Monday, September 22, 2008
The living area in the Paris apartment of Corinne Muller has been kept as open as possible to create a sense of space and to allow the uninterrupted flow of natural light. The white-lacquered cubes serve as storage and dressing areas, while a board between the cubes acts as a simple office area -- and it can be easily lifted to one side to allow passage into the next room.
The kitchen is composed of two modules placed diagonally to each other. Humble materials, such as a laminate counter and plywood cupboard doors, keep things simple and affordable, allowing for splurges such as the retractable hood fan and the custom built shelf. The salvaged large cupboard door hides lots of storage space.
The bedroom, open on one side to the dressing room, can be isolated from the entry area by a sliding door. On the Lebanese teak bed, fabric from a trip by Corinne to India adds a note of rich colour. The bedside table is a Korean trunk, while the reading light is an Ingo Maurer lamp.
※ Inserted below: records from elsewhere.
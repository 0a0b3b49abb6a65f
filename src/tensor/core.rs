//! Core Tensor type

use super::{Layout, Residency, Storage, checked_elem_count};
use crate::dtype::{DType, Element};
use crate::error::{Error, Result};
use crate::runtime::Device;
use smallvec::SmallVec;
use std::fmt;

/// N-dimensional array on the host or on a parallel device
///
/// `Tensor` consists of:
/// - **Storage**: Reference-counted memory with a residency
/// - **Layout**: Shape, strides, and offset defining the view into storage
/// - **DType**: Element type (determined at runtime)
///
/// # Zero-Copy Views
///
/// `transpose`, `narrow`, `broadcast_to` and `as_strided` create new tensors
/// that share the same underlying storage.
///
/// # Example
///
/// ```
/// use tensorloop::prelude::*;
///
/// # fn main() -> tensorloop::error::Result<()> {
/// let device = Device::new(0)?;
/// let a = Tensor::from_slice(&[1.0f32, 2.0, 3.0, 4.0], &[2, 2], &device)?;
/// let b = a.transpose(-1, -2)?; // Zero-copy, shares storage with a
/// assert_eq!(b.to_vec::<f32>()?, vec![1.0, 3.0, 2.0, 4.0]);
/// # Ok(())
/// # }
/// ```
#[derive(Clone)]
pub struct Tensor {
    storage: Storage,
    layout: Layout,
    dtype: DType,
}

impl Tensor {
    /// Create a tensor from storage, layout and dtype.
    ///
    /// Fails if the layout can reach bytes outside the storage.
    pub fn from_parts(storage: Storage, layout: Layout, dtype: DType) -> Result<Self> {
        check_in_bounds(&storage, &layout, dtype)?;
        Ok(Self {
            storage,
            layout,
            dtype,
        })
    }

    /// Copy `data` into a new contiguous tensor on `device`
    pub fn from_slice<T: Element>(data: &[T], shape: &[usize], device: &Device) -> Result<Self> {
        Self::from_slice_in(data, shape, Residency::Device(device.clone()))
    }

    /// Copy `data` into a new contiguous tensor in host memory
    pub fn from_slice_host<T: Element>(data: &[T], shape: &[usize]) -> Result<Self> {
        Self::from_slice_in(data, shape, Residency::Host)
    }

    fn from_slice_in<T: Element>(data: &[T], shape: &[usize], residency: Residency) -> Result<Self> {
        let expected_len = element_count(shape)?;
        if data.len() != expected_len {
            return Err(Error::ShapeMismatch {
                expected: shape.to_vec(),
                got: vec![data.len()],
            });
        }

        let storage = Storage::from_bytes(bytemuck::cast_slice(data), residency)?;
        Ok(Self {
            storage,
            layout: Layout::contiguous(shape),
            dtype: T::DTYPE,
        })
    }

    /// Zero-dimensional host tensor holding `value`
    pub fn scalar_host<T: Element>(value: T) -> Result<Self> {
        Self::from_slice_host(&[value], &[])
    }

    /// Allocate a device tensor whose contents will be overwritten.
    ///
    /// Device memory is zero-initialized, so reading it before a kernel
    /// writes it yields zeros rather than garbage.
    pub fn empty(shape: &[usize], dtype: DType, device: &Device) -> Result<Self> {
        let size = element_count(shape)?
            .checked_mul(dtype.size_in_bytes())
            .ok_or_else(|| Error::invalid_argument("shape", format!("{shape:?} of {dtype} overflows usize bytes")))?;
        let storage = Storage::zeroed(size, Residency::Device(device.clone()))?;
        Ok(Self {
            storage,
            layout: Layout::contiguous(shape),
            dtype,
        })
    }

    /// Allocate a device tensor filled with zeros
    pub fn zeros(shape: &[usize], dtype: DType, device: &Device) -> Result<Self> {
        Self::empty(shape, dtype, device)
    }

    /// Copy the logical elements into a new contiguous tensor on `device`.
    ///
    /// Waits for pending work on the source device first.
    pub fn to_device(&self, device: &Device) -> Result<Self> {
        let bytes = self.contiguous_bytes()?;
        let storage = Storage::from_bytes(&bytes, Residency::Device(device.clone()))?;
        Ok(Self {
            storage,
            layout: Layout::contiguous(self.shape()),
            dtype: self.dtype,
        })
    }

    /// Read the logical elements in row-major order.
    ///
    /// Synchronizes the owning device, so every previously enqueued kernel
    /// has finished and any recorded device fault is returned here.
    pub fn to_vec<T: Element>(&self) -> Result<Vec<T>> {
        if T::DTYPE != self.dtype {
            return Err(Error::DTypeMismatch {
                lhs: self.dtype,
                rhs: T::DTYPE,
            });
        }
        if let Some(device) = self.storage.device() {
            device.synchronize()?;
        }

        let mut out = Vec::with_capacity(self.numel());
        let base = self.storage.as_ptr();
        let elem = self.dtype.size_in_bytes() as isize;
        self.layout.for_each_offset(|offset| {
            // SAFETY: from_parts and every view constructor keep the layout in bounds
            out.push(unsafe { T::load(base.offset(offset * elem)) });
        });
        Ok(out)
    }

    /// Logical elements packed in row-major order
    pub(crate) fn contiguous_bytes(&self) -> Result<Vec<u8>> {
        if let Some(device) = self.storage.device() {
            device.synchronize()?;
        }

        let elem = self.dtype.size_in_bytes();
        let mut bytes = Vec::with_capacity(self.numel() * elem);
        let base = self.storage.as_ptr();
        self.layout.for_each_offset(|offset| {
            // SAFETY: layout is in bounds; elem bytes per element
            let src = unsafe {
                std::slice::from_raw_parts(base.offset(offset * elem as isize), elem)
            };
            bytes.extend_from_slice(src);
        });
        Ok(bytes)
    }

    // ===== View operations =====

    /// Swap two dimensions (zero-copy)
    pub fn transpose(&self, dim0: isize, dim1: isize) -> Result<Self> {
        let layout = self.layout.transpose(dim0, dim1).ok_or_else(|| {
            Error::invalid_argument(
                "dim",
                format!("transpose({dim0}, {dim1}) out of range for rank {}", self.ndim()),
            )
        })?;
        Ok(self.with_layout(layout))
    }

    /// Restrict `dim` to `start..start + len` (zero-copy)
    pub fn narrow(&self, dim: isize, start: usize, len: usize) -> Result<Self> {
        let layout = self.layout.narrow(dim, start, len).ok_or_else(|| {
            Error::invalid_argument(
                "dim",
                format!("narrow({dim}, {start}, {len}) out of range for shape {:?}", self.shape()),
            )
        })?;
        Ok(self.with_layout(layout))
    }

    /// Expand to `shape` with zero strides on broadcast dimensions
    pub fn broadcast_to(&self, shape: &[usize]) -> Result<Self> {
        let layout = self
            .layout
            .broadcast_to(shape)
            .ok_or_else(|| Error::broadcast(self.shape(), shape))?;
        Ok(self.with_layout(layout))
    }

    /// Reinterpret the storage with explicit shape, element strides and offset
    pub fn as_strided(&self, shape: &[usize], strides: &[isize], offset: usize) -> Result<Self> {
        if shape.len() != strides.len() {
            return Err(Error::invalid_argument(
                "strides",
                format!("{} strides for rank {}", strides.len(), shape.len()),
            ));
        }
        element_count(shape)?;
        let layout = Layout::new(
            shape.iter().copied().collect(),
            strides.iter().copied().collect::<SmallVec<_>>(),
            offset,
        );
        Self::from_parts(self.storage.clone(), layout, self.dtype)
    }

    fn with_layout(&self, layout: Layout) -> Self {
        Self {
            storage: self.storage.clone(),
            layout,
            dtype: self.dtype,
        }
    }

    // ===== Queries =====

    /// Shape of the view
    #[inline]
    pub fn shape(&self) -> &[usize] {
        self.layout.shape()
    }

    /// Element strides of the view
    #[inline]
    pub fn strides(&self) -> &[isize] {
        self.layout.strides()
    }

    /// Full layout
    #[inline]
    pub fn layout(&self) -> &Layout {
        &self.layout
    }

    /// Underlying storage
    #[inline]
    pub fn storage(&self) -> &Storage {
        &self.storage
    }

    /// Element type
    #[inline]
    pub fn dtype(&self) -> DType {
        self.dtype
    }

    /// Rank
    #[inline]
    pub fn ndim(&self) -> usize {
        self.layout.ndim()
    }

    /// Number of logical elements
    #[inline]
    pub fn numel(&self) -> usize {
        self.layout.elem_count()
    }

    /// Whether the view is packed row-major
    #[inline]
    pub fn is_contiguous(&self) -> bool {
        self.layout.is_contiguous()
    }

    /// Owning device, `None` for host tensors
    #[inline]
    pub fn device(&self) -> Option<&Device> {
        self.storage.device()
    }

    /// A single element in host memory, eligible for scalar lifting
    #[inline]
    pub fn is_host_scalar(&self) -> bool {
        self.storage.is_host() && self.numel() == 1
    }
}

fn element_count(shape: &[usize]) -> Result<usize> {
    checked_elem_count(shape)
        .ok_or_else(|| Error::invalid_argument("shape", format!("{shape:?} overflows usize elements")))
}

fn check_in_bounds(storage: &Storage, layout: &Layout, dtype: DType) -> Result<()> {
    let Some((lo, hi)) = layout.offset_range() else {
        return Ok(());
    };
    let elem = dtype.size_in_bytes() as isize;
    let end = (hi + 1) * elem;
    if lo < 0 || end > storage.size_in_bytes() as isize {
        return Err(Error::invalid_argument(
            "layout",
            format!(
                "{layout:?} reaches elements {lo}..={hi} of a {}-byte {dtype} buffer",
                storage.size_in_bytes()
            ),
        ));
    }
    Ok(())
}

impl fmt::Debug for Tensor {
    fn fmt(&self, f: &mut fmt::Formatter<'_>) -> fmt::Result {
        f.debug_struct("Tensor")
            .field("shape", &self.shape())
            .field("strides", &self.strides())
            .field("dtype", &self.dtype)
            .field("residency", self.storage.residency())
            .finish()
    }
}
On the left side is a hanging lamp by Noguchi. The light switch is a reproduction of an original Bauhaus design.
The bathroom is an extension of the kitchen, though the recycled plastic tub is invisible from the living room. A simple stainless steel sink takes up little room, while the sandblasted glass walled shower allows natural light into the bathroom.
What was once a tiny dull apartment has been transformed into a bright, pleasant living space with a surprising amount of storage. Owner Corinne Muller asked interior designer Marianne Pascal for a home that had light, openness and fluidity, despite only being 59 square metres in size. Marianne's solution was to create simple box partitions that would provide storage and privacy for personal spaces while leaving the rest of the apartment open. The result is a comfortable space that feels much larger than it actually is. Via Marie Claire Maison.